- [STUDY MATERIAL]

::::::::

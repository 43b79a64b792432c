//! ShardKV server executable. Hosts every node of one cluster in this
//! process and serves each over its own TCP port.

use std::net::SocketAddr;
use std::process::ExitCode;

use clap::Parser;
use log::{self, LevelFilter};
use shardkv::{
    logger_init, pf_error, pf_info, ClusterConfig, ExternalApi, LocalCluster,
    ShardKvError,
};
use tokio::runtime::Builder;
use tokio::sync::watch;

/// Command line arguments definition.
#[derive(Parser, Debug)]
#[command(author, version, about, long_about = None)]
struct CliArgs {
    /// Cluster configuration TOML string.
    /// Every '+' is treated as newline.
    #[arg(long, default_value_t = String::from(""))]
    config: String,

    /// Base address 'ip:port' to bind the client-facing API on; server i
    /// listens on port + i.
    /// Ports [port, port + nservers) must be available at process launch.
    #[arg(short, long)]
    bind_base: SocketAddr,

    /// Number of tokio worker threads.
    #[arg(long, default_value_t = 8)]
    threads: usize,
}

impl CliArgs {
    /// Sanitize command line arguments, return `Ok(config)` on success
    /// or `Err(ShardKvError)` on any error.
    fn sanitize(&self) -> Result<ClusterConfig, ShardKvError> {
        if self.threads < 2 {
            return Err(ShardKvError::msg(format!(
                "invalid number of threads {}",
                self.threads
            )));
        }
        if self.bind_base.port() <= 1024 {
            return Err(ShardKvError::msg(format!(
                "invalid bind_base port {}",
                self.bind_base.port()
            )));
        }

        let config_str = self.config.replace('+', "\n");
        let config = ClusterConfig::parse(if config_str.is_empty() {
            None
        } else {
            Some(&config_str)
        })?;
        if self.bind_base.port() as u32 + config.nservers as u32 > 65536 {
            return Err(ShardKvError::msg(format!(
                "bind_base port {} leaves no room for {} servers",
                self.bind_base.port(),
                config.nservers
            )));
        }
        Ok(config)
    }
}

/// Actual main function of ShardKV server executable.
fn server_main() -> Result<(), ShardKvError> {
    // read in and parse command line arguments
    let args = CliArgs::parse();
    let config = args.sanitize()?;

    // set up termination signals handler
    let (tx_term, mut rx_term) = watch::channel(false);
    ctrlc::set_handler(move || {
        if let Err(e) = tx_term.send(true) {
            pf_error!("s"; "error sending to term channel: {}", e);
        }
    })?;

    let log_level = log::max_level();
    {
        // create tokio multi-threaded runtime
        let runtime = Builder::new_multi_thread()
            .enable_all()
            .worker_threads(args.threads)
            .thread_name("tokio-worker-server")
            .build()?;

        // enter tokio runtime, set up the cluster and its API listeners, then
        // wait for termination
        runtime.block_on(async move {
            let cluster = LocalCluster::new(config)?;

            let mut apis = Vec::with_capacity(cluster.servers().len());
            for server in cluster.servers() {
                let api_addr = SocketAddr::new(
                    args.bind_base.ip(),
                    args.bind_base.port() + server.id() as u16,
                );
                let mut api = ExternalApi::new(server.id());
                api.setup(server.clone(), api_addr).await?;
                apis.push(api);
            }
            pf_info!(
                "s";
                "cluster of {} servers up, {} replicas per key",
                config.nservers,
                config.nreplicas
            );

            while !*rx_term.borrow() {
                if rx_term.changed().await.is_err() {
                    break;
                }
            }
            pf_info!("s"; "terminating on signal");
            drop(apis);

            // suppress logging before dropping the runtime to avoid spurious
            // error messages
            log::set_max_level(LevelFilter::Off);

            Ok::<(), ShardKvError>(()) // give type hint for this async closure
        })?;
    } // drop the runtime here

    log::set_max_level(log_level);
    Ok(())
}

/// Main function of ShardKV server executable.
fn main() -> ExitCode {
    logger_init();

    if let Err(ref e) = server_main() {
        pf_error!("s"; "server_main exited: {}", e);
        ExitCode::FAILURE
    } else {
        ExitCode::SUCCESS
    }
}

#[cfg(test)]
mod arg_tests {
    use super::*;

    #[test]
    fn sanitize_valid() -> Result<(), ShardKvError> {
        let args = CliArgs {
            config: "nservers = 5+nreplicas = 3".into(),
            bind_base: "127.0.0.1:52700".parse()?,
            threads: 2,
        };
        assert_eq!(
            args.sanitize(),
            Ok(ClusterConfig {
                nservers: 5,
                nreplicas: 3
            })
        );
        Ok(())
    }

    #[test]
    fn sanitize_default_config() -> Result<(), ShardKvError> {
        let args = CliArgs {
            config: "".into(),
            bind_base: "127.0.0.1:52700".parse()?,
            threads: 2,
        };
        assert_eq!(args.sanitize(), Ok(ClusterConfig::default()));
        Ok(())
    }

    #[test]
    fn sanitize_invalid_config() -> Result<(), ShardKvError> {
        let args = CliArgs {
            config: "nservers = 2+nreplicas = 3".into(),
            bind_base: "127.0.0.1:52700".parse()?,
            threads: 2,
        };
        assert!(args.sanitize().is_err());
        Ok(())
    }

    #[test]
    fn sanitize_invalid_port() -> Result<(), ShardKvError> {
        let args = CliArgs {
            config: "".into(),
            bind_base: "127.0.0.1:1023".parse()?,
            threads: 2,
        };
        assert!(args.sanitize().is_err());
        let args = CliArgs {
            config: "".into(),
            bind_base: "127.0.0.1:65534".parse()?,
            threads: 2,
        };
        assert!(args.sanitize().is_err());
        Ok(())
    }

    #[test]
    fn sanitize_invalid_threads() -> Result<(), ShardKvError> {
        let args = CliArgs {
            config: "".into(),
            bind_base: "127.0.0.1:52700".parse()?,
            threads: 1,
        };
        assert!(args.sanitize().is_err());
        Ok(())
    }
}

::::::::

- [WHAT IS NEEDED] Please print verbatim each line from the first line of the entries above to the line that contains "on; server i", inclusive, and nothing more.

- [RESPONSE AREA]
repository 43b79a64b792432c
//! ShardKV server executable. Hosts every node of one cluster in this
//! process and serves each over its own TCP port.

use std::net::SocketAddr;
use std::process::ExitCode;

use clap::Parser;
use log::{self, LevelFilter};
use shardkv::{
    logger_init, pf_error, pf_info, ClusterConfig, ExternalApi, LocalCluster,
    ShardKvError,
};
use tokio::runtime::Builder;
use tokio::sync::watch;

/// Command line arguments definition.
#[derive(Parser, Debug)]
#[command(author, version, about, long_about = None)]
struct CliArgs {
    /// Cluster configuration TOML string.
    /// Every '+' is treated as newline.
    #[arg(long, default_value_t = String::from(""))]
    config: String,

    /// Base address 'ip:port' to bind the client-facing API on; server i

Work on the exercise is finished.